After a judge ruled in favor of the workers in February, the company said an overall judgment involving its cash-balance pension plan could cost more than $6.5 billion. That would be the largest pension judgment in history.

Advertisement

The Illinois judge in charge of the case had been expected to announce damages soon. But IBM on Friday asked him to postpone the decision on payments to other employees, saying the company is “in discussions regarding a possible resolution of some of the remedies, issues and/or claims in the suit.” The judge agreed to a short delay.

The class-action lawsuit challenges IBM’s cash-balance pension plan.

Traditional pension plans reward workers for sticking with a company over time, increasing their retirement benefits at a much faster rate during their last years of service. Cash-balance plans are computed using a formula that awards benefits at a steady rate through a worker’s tenure.

Opponents say cash-balance plans instituted when experienced workers are already nearing retirement age deprive employees of anticipated gains and leave them without enough working years to accrue cash-balance benefits equal to what they would have received had the company kept a traditional pension.

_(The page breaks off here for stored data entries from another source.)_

//! Trend Collector - per-fingerprint execution time windows
//!
//! ```text
//!  DashMap<QueryFingerprint, Arc<Mutex<TrendWindow>>>
//!        │ shard lock held only long enough to clone the Arc
//!        ▼
//!  Mutex<TrendWindow>   append -> prune(retention) -> degradation check
//! ```
//!
//! Mutation is serialized per fingerprint; unrelated fingerprints never wait
//! on each other's window. One collector is created at startup and shared
//! through `AppState`.

use chrono::{DateTime, Utc};
use dashmap::DashMap;
use serde::{Deserialize, Serialize};
use std::collections::VecDeque;
use std::sync::{Arc, Mutex, MutexGuard};

use super::distribution::{PerformanceDistribution, distribution};
use crate::services::query_analyzer::fingerprint::QueryFingerprint;

// ============================================================================
// Configuration
// ============================================================================

/// When a degraded window produces a warning
#[derive(Debug, Clone, Copy, PartialEq, Eq, Default, Serialize, Deserialize)]
#[serde(rename_all = "snake_case")]
pub enum DegradationAlertPolicy {
    /// Every append that leaves the window degraded
    #[default]
    EverySample,
    /// Only the append that moves the window from healthy to degraded
    OnTransition,
}

#[derive(Debug, Clone)]
pub struct TrendConfig {
    pub retention: chrono::Duration,
    /// Samples averaged by the degradation check
    pub window_size: usize,
    pub degradation_threshold_ms: f64,
    pub alert_policy: DegradationAlertPolicy,
}

impl Default for TrendConfig {
    fn default() -> Self {
        Self {
            retention: chrono::Duration::hours(24),
            window_size: 10,
            degradation_threshold_ms: 1000.0,
            alert_policy: DegradationAlertPolicy::EverySample,
        }
    }
}

// ============================================================================
// Window
// ============================================================================

#[derive(Debug, Clone, Copy)]
struct TrendSample {
    duration_ms: f64,
    at: DateTime<Utc>,
}

#[derive(Debug, Default)]
struct TrendWindow {
    samples: VecDeque<TrendSample>,
    degraded: bool,
    /// Set when a sweep unlinked this window from the map
    retired: bool,
}

impl TrendWindow {
    fn prune(&mut self, cutoff: DateTime<Utc>) -> usize {
        let before = self.samples.len();
        self.samples.retain(|s| s.at >= cutoff);
        before - self.samples.len()
    }

    fn durations(&self) -> Vec<f64> {
        self.samples.iter().map(|s| s.duration_ms).collect()
    }

    /// Mean of the newest `window_size` samples once that many exist
    fn rolling_mean(&self, window_size: usize) -> Option<f64> {
        if window_size == 0 || self.samples.len() < window_size {
            return None;
        }
        let recent = self.samples.iter().rev().take(window_size);
        Some(recent.map(|s| s.duration_ms).sum::<f64>() / window_size as f64)
    }
}

// ============================================================================
// Results
// ============================================================================

/// Effect of one `record` call
#[derive(Debug, Clone, Copy, PartialEq)]
pub struct TrendUpdate {
    pub sample_count: usize,
    pub rolling_mean_ms: Option<f64>,
    pub degraded: bool,
    /// A degradation warning was logged for this append
    pub alerted: bool,
}

/// Point-in-time view of one fingerprint's history
#[derive(Debug, Clone, PartialEq, Serialize)]
pub struct TrendSnapshot {
    pub fingerprint: QueryFingerprint,
    pub sample_count: usize,
    pub distribution: PerformanceDistribution,
    pub rolling_mean_ms: Option<f64>,
    pub degraded: bool,
    pub first_sample_at: Option<DateTime<Utc>>,
    pub last_sample_at: Option<DateTime<Utc>>,
}

#[derive(Debug, Clone, Copy, Default, PartialEq, Eq)]
pub struct SweepStats {
    pub pruned_samples: usize,
    pub dropped_windows: usize,
}

// ============================================================================
// Collector
// ============================================================================

pub struct TrendCollector {
    config: TrendConfig,
    windows: DashMap<QueryFingerprint, Arc<Mutex<TrendWindow>>>,
}

impl Default for TrendCollector {
    fn default() -> Self {
        Self::new(TrendConfig::default())
    }
}

impl TrendCollector {
    pub fn new(config: TrendConfig) -> Self {
        Self { config, windows: DashMap::new() }
    }

    pub fn config(&self) -> &TrendConfig {
        &self.config
    }

    /// Append a sample, prune expired ones, then check for degradation
    pub fn record(
        &self,
        fingerprint: &QueryFingerprint,
        duration_ms: f64,
        timestamp: DateTime<Utc>,
    ) -> TrendUpdate {
        loop {
            let handle = self.window_handle(fingerprint);
            let mut window = lock(&handle);
            // a sweep unlinked this window after the lookup; use the live one
            if window.retired {
                continue;
            }

            window.samples.push_back(TrendSample { duration_ms, at: timestamp });
            window.prune(self.cutoff(timestamp));

            let rolling_mean_ms = window.rolling_mean(self.config.window_size);
            let degraded =
                rolling_mean_ms.is_some_and(|m| m > self.config.degradation_threshold_ms);
            let alerted = match self.config.alert_policy {
                DegradationAlertPolicy::EverySample => degraded,
                DegradationAlertPolicy::OnTransition => degraded && !window.degraded,
            };
            window.degraded = degraded;

            if alerted && let Some(mean) = rolling_mean_ms {
                tracing::warn!(
                    "Performance degradation detected for query {}: mean of last {} runs {:.1}ms exceeds {:.0}ms",
                    fingerprint.short(),
                    self.config.window_size,
                    mean,
                    self.config.degradation_threshold_ms
                );
            }

            return TrendUpdate {
                sample_count: window.samples.len(),
                rolling_mean_ms,
                degraded,
                alerted,
            };
        }
    }

    /// Durations currently retained for a fingerprint, oldest first
    pub fn durations(&self, fingerprint: &QueryFingerprint) -> Vec<f64> {
        match self.existing_window(fingerprint) {
            Some(handle) => {
                let window = lock(&handle);
                window.durations()
            },
            None => Vec::new(),
        }
    }

    pub fn snapshot(&self, fingerprint: &QueryFingerprint) -> Option<TrendSnapshot> {
        let handle = self.existing_window(fingerprint)?;
        let window = lock(&handle);
        self.snapshot_of(fingerprint, &window)
    }

    /// Snapshot of every tracked fingerprint, ordered by fingerprint
    pub fn snapshots(&self) -> Vec<TrendSnapshot> {
        // clone the handles first so no shard lock is held while a window is locked
        let handles: Vec<_> = self
            .windows
            .iter()
            .map(|e| (e.key().clone(), Arc::clone(e.value())))
            .collect();

        let mut snapshots: Vec<_> = handles
            .iter()
            .filter_map(|(fingerprint, handle)| self.snapshot_of(fingerprint, &lock(handle)))
            .collect();
        snapshots.sort_by(|a, b| a.fingerprint.cmp(&b.fingerprint));
        snapshots
    }

    /// Prune every window against `now` and drop the ones left empty
    pub fn sweep(&self, now: DateTime<Utc>) -> SweepStats {
        let cutoff = self.cutoff(now);
        let mut stats = SweepStats::default();

        self.windows.retain(|_, handle| {
            let mut window = lock(handle);
            stats.pruned_samples += window.prune(cutoff);
            if window.samples.is_empty() {
                window.retired = true;
                stats.dropped_windows += 1;
                false
            } else {
                true
            }
        });

        stats
    }

    /// Number of fingerprints with a window
    pub fn len(&self) -> usize {
        self.windows.len()
    }

    pub fn is_empty(&self) -> bool {
        self.windows.is_empty()
    }

    fn snapshot_of(
        &self,
        fingerprint: &QueryFingerprint,
        window: &TrendWindow,
    ) -> Option<TrendSnapshot> {
        if window.samples.is_empty() {
            return None;
        }

        Some(TrendSnapshot {
            fingerprint: fingerprint.clone(),
            sample_count: window.samples.len(),
            distribution: distribution(&window.durations()),
            rolling_mean_ms: window.rolling_mean(self.config.window_size),
            degraded: window.degraded,
            first_sample_at: window.samples.iter().map(|s| s.at).min(),
            last_sample_at: window.samples.iter().map(|s| s.at).max(),
        })
    }

    /// Oldest timestamp still inside retention
    fn cutoff(&self, now: DateTime<Utc>) -> DateTime<Utc> {
        now.checked_sub_signed(self.config.retention).unwrap_or(DateTime::<Utc>::MIN_UTC)
    }

    fn existing_window(&self, fingerprint: &QueryFingerprint) -> Option<Arc<Mutex<TrendWindow>>> {
        self.windows.get(fingerprint).map(|w| Arc::clone(w.value()))
    }

    fn window_handle(&self, fingerprint: &QueryFingerprint) -> Arc<Mutex<TrendWindow>> {
        if let Some(handle) = self.existing_window(fingerprint) {
            return handle;
        }
        Arc::clone(self.windows.entry(fingerprint.clone()).or_default().value())
    }
}

fn lock(window: &Mutex<TrendWindow>) -> MutexGuard<'_, TrendWindow> {
    window.lock().unwrap_or_else(|poisoned| poisoned.into_inner())
}

#[cfg(test)]
mod tests {
    use super::*;
    use chrono::Duration;

    fn fp(query: &str) -> QueryFingerprint {
        QueryFingerprint::of(query)
    }

    #[test]
    fn test_degradation_fires_on_tenth_sample() {
        let collector = TrendCollector::default();
        let query = fp("SELECT * FROM courses");
        let start = Utc::now();

        for i in 0..9 {
            let update = collector.record(&query, 500.0, start + Duration::seconds(i));
            assert!(!update.degraded, "no verdict before the window is full");
            assert!(!update.alerted);
            assert_eq!(update.rolling_mean_ms, None);
        }

        let update = collector.record(&query, 6000.0, start + Duration::seconds(9));
        assert_eq!(update.sample_count, 10);
        assert_eq!(update.rolling_mean_ms, Some(1050.0));
        assert!(update.degraded);
        assert!(update.alerted);
    }

    #[test]
    fn test_window_full_but_below_threshold() {
        let collector = TrendCollector::default();
        let query = fp("SELECT 1");
        let now = Utc::now();

        for _ in 0..10 {
            collector.record(&query, 900.0, now);
        }
        let update = collector.record(&query, 1000.0, now);
        assert_eq!(update.rolling_mean_ms, Some(910.0));
        assert!(!update.degraded);
    }

    #[test]
    fn test_alert_policies() {
        let query = fp("SELECT * FROM slow_view");
        let now = Utc::now();

        let every = TrendCollector::default();
        let on_transition = TrendCollector::new(TrendConfig {
            alert_policy: DegradationAlertPolicy::OnTransition,
            ..Default::default()
        });

        let mut every_alerts = 0;
        let mut transition_alerts = 0;
        for _ in 0..15 {
            every_alerts += every.record(&query, 2000.0, now).alerted as usize;
            transition_alerts += on_transition.record(&query, 2000.0, now).alerted as usize;
        }

        assert_eq!(every_alerts, 6);
        assert_eq!(transition_alerts, 1);
    }

    #[test]
    fn test_retention_prunes_on_append() {
        let collector = TrendCollector::default();
        let query = fp("SELECT * FROM modules");
        let now = Utc::now();

        collector.record(&query, 10.0, now - Duration::hours(30));
        collector.record(&query, 20.0, now - Duration::hours(2));
        let update = collector.record(&query, 30.0, now);

        assert_eq!(update.sample_count, 2);
        assert_eq!(collector.durations(&query), vec![20.0, 30.0]);
    }

    #[test]
    fn test_snapshot() {
        let collector = TrendCollector::default();
        let query = fp("SELECT * FROM lessons");
        assert!(collector.snapshot(&query).is_none());

        let now = Utc::now();
        for d in [10.0, 20.0, 30.0] {
            collector.record(&query, d, now);
        }

        let snapshot = collector.snapshot(&query).unwrap();
        assert_eq!(snapshot.sample_count, 3);
        assert_eq!(snapshot.distribution.mean, 20.0);
        assert_eq!(snapshot.rolling_mean_ms, None);
        assert!(!snapshot.degraded);
        assert_eq!(snapshot.last_sample_at, Some(now));
    }

    #[test]
    fn test_snapshots_list_every_window() {
        let collector = TrendCollector::default();
        assert!(collector.snapshots().is_empty());

        let now = Utc::now();
        let queries = [fp("SELECT * FROM courses"), fp("SELECT * FROM modules")];
        for (i, query) in queries.iter().enumerate() {
            for _ in 0..=i {
                collector.record(query, 10.0, now);
            }
        }

        let snapshots = collector.snapshots();
        assert_eq!(snapshots.len(), 2);
        assert!(snapshots[0].fingerprint < snapshots[1].fingerprint);
        let total: usize = snapshots.iter().map(|s| s.sample_count).sum();
        assert_eq!(total, 3);
    }

    #[test]
    fn test_unbounded_retention_keeps_samples() {
        let collector = TrendCollector::new(TrendConfig {
            retention: chrono::Duration::MAX,
            ..TrendConfig::default()
        });
        let query = fp("SELECT 1");
        let now = Utc::now();

        collector.record(&query, 10.0, now - Duration::days(3650));
        let update = collector.record(&query, 20.0, now);

        assert_eq!(update.sample_count, 2);
        assert_eq!(collector.sweep(now), SweepStats::default());
        assert_eq!(collector.len(), 1);
    }

    #[test]
    fn test_sweep_drops_expired_windows() {
        let collector = TrendCollector::default();
        let now = Utc::now();
        let stale = fp("SELECT * FROM archive");
        let fresh = fp("SELECT * FROM courses");

        collector.record(&stale, 10.0, now - Duration::hours(48));
        collector.record(&fresh, 10.0, now);

        let stats = collector.sweep(now);
        assert_eq!(stats, SweepStats { pruned_samples: 1, dropped_windows: 1 });
        assert_eq!(collector.len(), 1);
        assert!(collector.snapshot(&stale).is_none());

        // a swept fingerprint starts a new window
        collector.record(&stale, 5.0, now);
        assert_eq!(collector.durations(&stale), vec![5.0]);
    }

    #[test]
    fn test_concurrent_records_on_shared_and_distinct_keys() {
        let collector = Arc::new(TrendCollector::default());
        let shared = fp("SELECT * FROM shared");
        let now = Utc::now();

        let handles: Vec<_> = (0..8)
            .map(|t| {
                let collector = Arc::clone(&collector);
                let shared = shared.clone();
                std::thread::spawn(move || {
                    let own = fp(&format!("SELECT * FROM t{}", t));
                    for i in 0..100 {
                        collector.record(&shared, i as f64, now);
                        collector.record(&own, i as f64, now);
                    }
                })
            })
            .collect();
        for handle in handles {
            handle.join().unwrap();
        }

        assert_eq!(collector.durations(&shared).len(), 800);
        assert_eq!(collector.len(), 9);
    }
}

The partial settlement, disclosed in court filings Wednesday, involves employees who worked for the company for less than five years -- a very small portion of the 140,000 workers affected by the lawsuit filed in federal court in Illinois.

IBM argued that it shouldn’t be forced to make retroactive payments because it could not have foreseen that the judge, G. Patrick Murphy, would declare the cash-balance plan illegal.

In his Feb. 12 ruling, however, Murphy wrote that IBM wasn’t justified in claiming it was blindsided.

Advertisement

“The prohibition against age discrimination existed long before the appearance of cash-balance plans,” he wrote.

Since then, both sides have been waiting for him to announce the size of IBM’s payout. The company has said it planned to appeal.

An IBM spokeswoman and lawyers for both IBM and the plaintiffs did not return calls seeking comment.